Could the authors explain more about their rationale in choosing the datasets they evaluated? In particular, I am curious to hear your thoughts on the point I made about using more natural scene images.
Finally, could the authors explain the significance of their study to a broader representation learning audience? My main hesitation for strongly accepting this paper is that the findings seem incremental and niche to a subset of cognitive science.
I generally liked the paper and would be open to raising my score if questions and weaknesses are addressed.
Thank you for the valuable feedback. We agree with your point that our testing datasets were not yet sufficiently natural. While they were designed to match prior work, these evaluations were missing additional complexities involved in judging same-different relations in naturalistic settings. To that end, we have added a new section (3.3 Out-of-Distribution Generalization to Photorealistic Stimuli) to the paper exploring generalization to images consisting of two 3D objects placed in a realistic scene. We find that in fact, CLIP ViT has a median test accuracy of up to 90% (0.98 AUC-ROC) for these far-OOD scenes (depending on the type of objects in our 2D fine-tuning task) without any additional fine-tuning on the realistic 3D scenes. This result is quite surprising to us, given that there was no incentive for models to learn a same-different relation that generalizes beyond pixel-wise similarity. We hope that the reviewer will find our article improved with these additional results.
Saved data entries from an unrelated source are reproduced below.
//! JSON-RPC 2.0 client for the discovery service.

use crate::discovery::InstrumentSource;
use crate::error::{ExplorerError, Result};
use async_trait::async_trait;
use reqwest::Client;
use serde::{Deserialize, Serialize};
use serde_json::Value;
use std::sync::atomic::{AtomicU64, Ordering};
use std::time::Duration;

/// Method returning the instruments found so far
pub const GET_INSTR_LIST: &str = "get_instr_list";

#[derive(Debug, Serialize)]
struct RpcRequest<'a> {
    jsonrpc: &'static str,
    id: u64,
    method: &'a str,
}

#[derive(Debug, Deserialize)]
struct RpcResponse {
    #[serde(default)]
    result: Option<Value>,
    #[serde(default)]
    error: Option<RpcError>,
}

#[derive(Debug, Deserialize)]
struct RpcError {
    code: i64,
    message: String,
}

/// Polls `get_instr_list` on a JSON-RPC endpoint
pub struct RpcInstrumentSource {
    client: Client,
    endpoint: String,
    next_id: AtomicU64,
}

impl RpcInstrumentSource {
    pub fn new(endpoint: impl Into<String>, timeout: Duration) -> Result<Self> {
        let client = Client::builder().timeout(timeout).build()?;
        Ok(Self {
            client,
            endpoint: endpoint.into(),
            next_id: AtomicU64::new(1),
        })
    }

    pub fn endpoint(&self) -> &str {
        &self.endpoint
    }

    fn request(&self) -> RpcRequest<'static> {
        RpcRequest {
            jsonrpc: "2.0",
            id: self.next_id.fetch_add(1, Ordering::Relaxed),
            method: GET_INSTR_LIST,
        }
    }
}

/// Extract the batch text from a response.
///
/// A missing or null result is an empty batch.
fn batch_from_response(response: RpcResponse) -> Result<String> {
    if let Some(err) = response.error {
        return Err(ExplorerError::Discovery(format!(
            "{} failed ({}): {}",
            GET_INSTR_LIST, err.code, err.message
        )));
    }

    match response.result {
        None | Some(Value::Null) => Ok(String::new()),
        Some(Value::String(batch)) => Ok(batch),
        Some(other) => Err(ExplorerError::Discovery(format!(
            "{} returned a non-string result: {}",
            GET_INSTR_LIST, other
        ))),
    }
}

#[async_trait]
impl InstrumentSource for RpcInstrumentSource {
    async fn fetch_batch(&self) -> Result<String> {
        let request = self.request();
        tracing::trace!("RPC {} id={} -> {}", request.method, request.id, self.endpoint);

        let response: RpcResponse = self
            .client
            .post(&self.endpoint)
            .json(&request)
            .send()
            .await?
            .error_for_status()?
            .json()
            .await?;

        batch_from_response(response)
    }
}

impl std::fmt::Debug for RpcInstrumentSource {
    fn fmt(&self, f: &mut std::fmt::Formatter<'_>) -> std::fmt::Result {
        f.debug_struct("RpcInstrumentSource")
            .field("endpoint", &self.endpoint)
            .finish_non_exhaustive()
    }
}

#[cfg(test)]
mod tests {
    use super::*;

    fn response(json: &str) -> RpcResponse {
        serde_json::from_str(json).unwrap()
    }

    #[test]
    fn test_request_shape() {
        let source = RpcInstrumentSource::new("http://localhost:3030/", Duration::from_secs(1)).unwrap();
        let first = serde_json::to_value(source.request()).unwrap();
        let second = serde_json::to_value(source.request()).unwrap();

        assert_eq!(first["jsonrpc"], "2.0");
        assert_eq!(first["method"], GET_INSTR_LIST);
        assert_ne!(first["id"], second["id"]);
    }

    #[test]
    fn test_string_result_is_batch() {
        let batch = batch_from_response(response(
            r#"{"jsonrpc":"2.0","id":1,"result":"{\"io_type\":\"Lan\"}\n"}"#,
        ))
        .unwrap();
        assert_eq!(batch, "{\"io_type\":\"Lan\"}\n");
    }

    #[test]
    fn test_null_result_is_empty() {
        let batch = batch_from_response(response(r#"{"jsonrpc":"2.0","id":1,"result":null}"#)).unwrap();
        assert!(batch.is_empty());
    }

    #[test]
    fn test_error_object_is_discovery_error() {
        let err = batch_from_response(response(
            r#"{"jsonrpc":"2.0","id":1,"error":{"code":-32601,"message":"Method not found"}}"#,
        ))
        .unwrap_err();

        assert!(matches!(err, ExplorerError::Discovery(_)));
        assert!(err.to_string().contains("Method not found"));
    }

    #[test]
    fn test_non_string_result_rejected() {
        let err = batch_from_response(response(r#"{"jsonrpc":"2.0","id":1,"result":[1,2]}"#)).unwrap_err();
        assert!(err.is_recoverable());
    }
}
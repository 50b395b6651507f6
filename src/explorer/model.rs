//! Discovery model: the reconciliation state machine.
//!
//! The model owns the current discovery list, the connection ("known") list,
//! the saved-set registry and the discovered-provenance groups. One
//! discovery cycle runs:
//!
//! ```text
//! Idle -> ingest_batch -> Merged -> reconcile_saved_address_drift
//!      -> compose_roots -> Projected -> Idle
//! ```
//!
//! # Invariants
//!
//! - No two records in the discovery list share a [`UniqueId`].
//! - An instrument in the registry is shown under Saved only, never also
//!   under a discovered group.
//! - Persistence failures never roll back in-memory state; the in-memory
//!   lists are authoritative for the session and the write is retried by the
//!   next mutating operation.
//!
//! The model is not internally synchronized. Shared use goes through
//! [`crate::explorer::Explorer`], which serializes every operation on one mutex.

use crate::config::store::{SavedInstrumentStore, SettingsStore};
use crate::error::{ExplorerError, Result, ResultExt};
use crate::explorer::group::{AddOutcome, TransportGroup};
use crate::explorer::id::UniqueId;
use crate::explorer::registry::SavedRegistry;
use crate::explorer::tree::{NodeKind, TreeNode};
use crate::types::{InstrumentRecord, Provenance, TransportType};
use std::collections::hash_map::{Entry, HashMap};

/// Where the model is within a discovery cycle
#[derive(Debug, Clone, Copy, PartialEq, Eq, Default)]
pub enum CycleState {
    #[default]
    Idle,
    BatchReceived,
    Merged,
    Projected,
}
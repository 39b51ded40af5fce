use std::io::{self, BufRead, IsTerminal, Write};
use std::process::ExitCode;

use anyhow::Context;
use colored::{Color, Colorize};
use envm_lock::with_lock;
use envm_store::{
    capture, check_namespace, export_script, Environment, NamespaceStore, ProcessEnvironment,
};
use tracing::debug;

use crate::cli::*;
use crate::prompt::ask_yes_or_no;
use crate::settings::Settings;
use crate::shell::INIT_SCRIPT;

/// Streams and environment a command runs against.
pub struct Session<'a> {
    pub env: &'a dyn Environment,
    pub out: &'a mut dyn Write,
    pub input: &'a mut dyn BufRead,
    pub color: bool,
}

/// How a command finished when it did not error out.
#[derive(Clone, Copy, Debug, PartialEq, Eq)]
pub enum Outcome {
    Success,
    /// The command ran but reports failure through the exit code (`check`).
    Failed,
}

impl From<Outcome> for ExitCode {
    fn from(outcome: Outcome) -> Self {
        match outcome {
            Outcome::Success => ExitCode::SUCCESS,
            Outcome::Failed => ExitCode::FAILURE,
        }
    }
}

pub fn run_command(cli: Cli) -> anyhow::Result<ExitCode> {
    let stdout = io::stdout();
    let color = stdout.is_terminal();
    let mut out = stdout.lock();
    let stdin = io::stdin();
    let mut input = stdin.lock();
    let env = ProcessEnvironment;

    let mut session = Session {
        env: &env,
        out: &mut out,
        input: &mut input,
        color,
    };

    // `init` touches neither the store nor the lock.
    if let Command::Init(_) = cli.command {
        return cmd_init(&mut session).map(ExitCode::from);
    }

    let settings = Settings::resolve(cli.home.as_deref(), cli.lock_scope, &env)?;
    let mut store = settings.store();
    let mut lock = settings.lock();
    with_lock(&mut lock, || execute(cli.command, &mut store, &mut session)).map(ExitCode::from)
}

pub fn execute(
    command: Command,
    store: &mut dyn NamespaceStore,
    session: &mut Session<'_>,
) -> anyhow::Result<Outcome> {
    match command {
        Command::Init(_) => cmd_init(session),
        Command::Ls(_) => cmd_ls(store, session),
        Command::New(args) => cmd_new(args, store, session),
        Command::Use(args) => cmd_use(args, store, session),
        Command::Show(args) => cmd_show(args, store, session),
        Command::Update(args) => cmd_update(args, store, session),
        Command::Rm(args) => cmd_rm(args, store, session),
        Command::Check(args) => cmd_check(args, store, session),
    }
}

fn cmd_init(session: &mut Session<'_>) -> anyhow::Result<Outcome> {
    session.out.write_all(INIT_SCRIPT.as_bytes())?;
    Ok(Outcome::Success)
}

fn cmd_ls(store: &dyn NamespaceStore, session: &mut Session<'_>) -> anyhow::Result<Outcome> {
    let names = store.list_namespaces().context("failed to list namespaces")?;
    for name in names {
        writeln!(session.out, "{name}")?;
    }
    Ok(Outcome::Success)
}

fn cmd_new(
    args: NewArgs,
    store: &mut dyn NamespaceStore,
    session: &mut Session<'_>,
) -> anyhow::Result<Outcome> {
    let variables = capture(&args.vars, session.env);
    store
        .create(&args.name, variables)
        .with_context(|| format!("failed to create namespace `{}`", args.name))?;
    debug!(namespace = %args.name, count = args.vars.len(), "namespace created");
    Ok(Outcome::Success)
}

fn cmd_use(
    args: UseArgs,
    store: &dyn NamespaceStore,
    session: &mut Session<'_>,
) -> anyhow::Result<Outcome> {
    let variables = store
        .require(&args.name)
        .with_context(|| format!("failed to read namespace `{}`", args.name))?;
    let script = export_script(&variables);
    if !script.is_empty() {
        writeln!(session.out, "{script}")?;
    }
    Ok(Outcome::Success)
}

fn cmd_show(
    args: ShowArgs,
    store: &dyn NamespaceStore,
    session: &mut Session<'_>,
) -> anyhow::Result<Outcome> {
    let Some(variables) = store
        .get(&args.name)
        .with_context(|| format!("failed to read namespace `{}`", args.name))?
    else {
        debug!(namespace = %args.name, "namespace not found; nothing to show");
        return Ok(Outcome::Success);
    };
    writeln!(session.out, "{}", export_script(&variables))?;
    Ok(Outcome::Success)
}

fn cmd_update(
    args: UpdateArgs,
    store: &mut dyn NamespaceStore,
    session: &mut Session<'_>,
) -> anyhow::Result<Outcome> {
    let variables = capture(&args.vars, session.env);
    store
        .merge_update(&args.name, variables)
        .with_context(|| format!("failed to update namespace `{}`", args.name))?;
    debug!(namespace = %args.name, count = args.vars.len(), "namespace updated");
    Ok(Outcome::Success)
}

fn cmd_rm(
    args: RmArgs,
    store: &mut dyn NamespaceStore,
    session: &mut Session<'_>,
) -> anyhow::Result<Outcome> {
    if !store
        .contains(&args.name)
        .with_context(|| format!("failed to read namespace `{}`", args.name))?
    {
        debug!(namespace = %args.name, "namespace not found; nothing to remove");
        return Ok(Outcome::Success);
    }

    if !args.yes {
        write!(session.out, "remove {}? [Y/N] ", args.name)?;
        session.out.flush()?;
        if !ask_yes_or_no(&mut *session.input) {
            return Ok(Outcome::Success);
        }
    }

    store
        .delete(&args.name)
        .with_context(|| format!("failed to remove namespace `{}`", args.name))?;
    Ok(Outcome::Success)
}

fn cmd_check(
    args: CheckArgs,
    store: &dyn NamespaceStore,
    session: &mut Session<'_>,
) -> anyhow::Result<Outcome> {
    let mut all_passed = true;
    for name in &args.names {
        let Some(stored) = store
            .get(name)
            .with_context(|| format!("failed to read namespace `{name}`"))?
        else {
            writeln!(session.out, "=== Not found {name}")?;
            writeln!(session.out, "{} {name}\n", paint("FAIL", Color::Red, session.color))?;
            all_passed = false;
            continue;
        };

        writeln!(session.out, "=== Check {name}")?;
        let report = check_namespace(name, &stored, session.env);
        for key in &report.keys {
            if key.matched {
                writeln!(session.out, "{} {}", paint("✔", Color::Green, session.color), key.key)?;
            } else {
                writeln!(session.out, "{} {}", paint("✗", Color::Red, session.color), key.key)?;
            }
        }
        if report.passed() {
            writeln!(session.out, "{}   {name}\n", paint("ok", Color::Green, session.color))?;
        } else {
            writeln!(session.out, "{} {name}\n", paint("FAIL", Color::Red, session.color))?;
            debug!(
                namespace = %name,
                mismatched = ?report.mismatched().collect::<Vec<_>>(),
                "namespace differs from environment"
            );
            all_passed = false;
        }
    }

    Ok(if all_passed {
        Outcome::Success
    } else {
        Outcome::Failed
    })
}

fn paint(text: &str, color: Color, enabled: bool) -> String {
    if enabled {
        text.color(color).to_string()
    } else {
        text.to_string()
    }
}
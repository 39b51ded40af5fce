//! Error types for process lock operations.

use std::path::PathBuf;

use thiserror::Error;

/// Errors that can occur while acquiring or releasing a [`ProcessLock`](crate::ProcessLock).
#[derive(Debug, Error)]
pub enum LockError {
    /// Another live process holds the lock.
    #[error("another envm process holds the lock at {}{}", .path.display(), holder_suffix(.pid))]
    Held { path: PathBuf, pid: Option<u32> },

    /// I/O error while opening, locking or writing the lock file.
    #[error("lock I/O error: {0}")]
    Io(#[from] std::io::Error),
}

fn holder_suffix(pid: &Option<u32>) -> String {
    match pid {
        Some(pid) => format!(" (pid {pid})"),
        None => String::new(),
    }
}

/// Result alias for lock operations.
pub type LockResult<T> = Result<T, LockError>;
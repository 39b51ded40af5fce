use std::process::ExitCode;

use clap::Parser;
use tracing::Level;

mod cli;
mod commands;
mod prompt;
mod settings;
mod shell;

fn main() -> anyhow::Result<ExitCode> {
    let cli = cli::Cli::parse();
    let level = if cli.verbose { Level::DEBUG } else { Level::WARN };
    // stdout carries `export` lines that get eval'd; logs go to stderr.
    tracing_subscriber::fmt()
        .with_max_level(level)
        .with_writer(std::io::stderr)
        .init();
    commands::run_command(cli)
}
We agree that it would be nice to test more models and see if there are any others able to consistently generalize OOD. For the models that we tested which are currently on the BrainScore leaderboard, CLIP ResNet-50 (0.406) scores much higher than both ViT and ResNet-50 pretrained on ImageNet-1k (0.190, 0.137), which is intriguing. However, due to the combinatorial nature of our experiments, expanding beyond 2-3 pretraining methods and architectures became quickly intractable for the scope of our work. Our original goal was to see whether there might exist any model that can learn a generalizable same-different relation, addressing an open cognitive science question that had so far only shown negative results. Thus, we do not believe that it weakens our argument to not include other models or pretraining paradigms in our evaluations. Future work on self-supervised pretraining and alternative architectures would be interesting in this space, and may shed more light on what conditions allow for consistent OOD generalization.
Answers to your questions:
-
We chose CLIP over other pretraining methods because of an intuition that linguistic supervision may allow visual models to better develop abstract relations. More concretely, it might be the case that being trained alongside a language model forces the ViT to develop more systematic semantic representations, allowing for abstract relations to be more easily learnable. Work in developmental cognitive science has shown that children begin to succeed on same-different tasks at the age where they can justify their choices using the words “same” and “different,” suggesting one possible influence of linguistic supervision (Hochmann et al., 2017). Whether this actually explains CLIP’s success is up for debate, and would require comparison against a model trained on a similar amount of data in a self-supervised, non-linguistic manner.
-
We chose the Squiggles dataset due to its difficulty in prior work and its “abstractness,” since each shape is procedurally generated and completely unique. We constructed the Alphanumeric dataset as a point of comparison to Squiggles: ALPH objects are similar to Squiggles in that they are black lines, but they are not enclosed shapes. They also may have been seen by the model already in pretraining. The Shapes dataset is the analogue of the Squiggles dataset (novel objects), except with the added variation of color and texture. The Naturalistic dataset was chosen because we wondered whether using objects that pretrained models were already familiar with would make learning easier. We agree that it is important to consider naturalistic stimuli during testing. Interestingly however, our results seem to suggest that training on naturalistic stimuli may not actually lead to the best results, mainly due to the color/texture bias we observe in Section 4.
References
Hochmann, J., Tuerk, A.S., Sanborn, S., Zhu, R., Long, R., Dempster, M., & Carey, S. (2017). Children’s representation of abstract relations in relational/array match-to-sample tasks. Cognitive Psychology, 99, 17-43.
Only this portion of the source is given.